PhD candidate Dani Beck

Picture of Dani Beck

Dani Beck. Photo: Kirsten Sjøwall

I have recently noticed a lot of “train your brain” apps that make claims to reveal your “brain age” after a few simple mental tasks. While these apps may be beneficial as cognitive training exercises, none of them can actually estimate the age of your brain. But here’s the good news, I can! – well, sort of. Using a machine learning algorithm and a magnetic resonance imaging (MRI) scan of your brain, research has provided us with a technique that can estimate how old our brains are [1].

How it works

First, we provide our “machine” with a training set made up of MRI scans of the brain from (preferably) thousands of individuals. Here, we also feed the machine the biological age (based on date of birth) of each of these individuals. This process helps the algorithm learn what a brain should look like throughout the human lifespan. Once this training is complete, we can feed the machine your brain. Or at least the MRI scan of it. However, and very importantly, this time we do not tell it what age you are. Finally, the machine learning algorithm will estimate your brain age.

Visual presentation of brain age estimation
Figure 1. A visual presentation of brain age prediction (illustration: Dani Beck).

Brain age gap

As you can see from the illustration above, the brain age estimations can sometimes be different to our biological age. This is known as the brain age gap (BAG). The BAG is measured by calculating the difference between our biological age and our predicted brain age. Using this approach, researchers have learned a lot about normal trajectories of human brain ageing.

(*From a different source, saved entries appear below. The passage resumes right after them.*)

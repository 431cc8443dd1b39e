//! Graph - follow imports from a cached module

use anyhow::Result;
use std::path::Path;

use modcache::cache::Resolver;
use modcache::core::model::ResultSet;
use modcache::core::render::{OutputFormat, RenderConfig};
use modcache::graph::{GraphFormat, ModuleGraph};

use super::{not_a_module, open_module, print};

/// Run the graph command
pub fn run_graph(
    resolver: &Resolver,
    file: &Path,
    max_depth: usize,
    format: GraphFormat,
    config: RenderConfig,
) -> Result<()> {
    let (path, module) = open_module(resolver, file)?;

    let Some(module) = module else {
        let mut result_set = ResultSet::new();
        result_set.push(not_a_module(&path, resolver));
        print(&result_set, config);
        return Ok(());
    };

    let graph = ModuleGraph::build(&module, max_depth);

    match format {
        GraphFormat::Dot => println!("{}", graph.format_dot()),
        GraphFormat::Mermaid => println!("{}", graph.format_mermaid()),
        GraphFormat::Tree => print!("{}", graph.format_tree()),
        GraphFormat::Jsonl => print(&graph.to_result_set(), config),
        GraphFormat::Json => print(
            &graph.to_result_set(),
            RenderConfig::with_pretty(OutputFormat::Json, config.pretty),
        ),
    }

    Ok(())
}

Researchers have also been able to compare this to groups that may experience deviation from normal brain ageing trajectories. For example, a recent study [2] found that the brains of people who suffer from a variety of brain disorders look older than the brains of healthy people of the same age, with the biggest brain age gaps being found for schizophrenia, multiple sclerosis and dementia. On the other side of the spectrum, recent findings [3] have revealed that women with a history of previous childbirths have younger looking brains than those without.

My work

My current research also utilize brain age prediction. As part of my PhD project, I work predominantly with cardiovascular risk factors and study their impact on the human brain. Cardiovascular risk factors, including smoking, hypertension, diabetes, obesity (and more) are associated with increased risk of a range of brain disorders, in addition to ageing-related cognitive decline[4]. Moreover, associations between high insulin and obesity in childhood and risk for psychosis and depression at 24 years of age, indicate that cardiometabolic risk factors in childhood represent relevant predictors for mental disorders later in life [5]. Based on these and related findings, my prediction is that those with high (negative) scores relating to cardiovascular risk factors will have brains that appear older in brain age prediction compared to their biological age.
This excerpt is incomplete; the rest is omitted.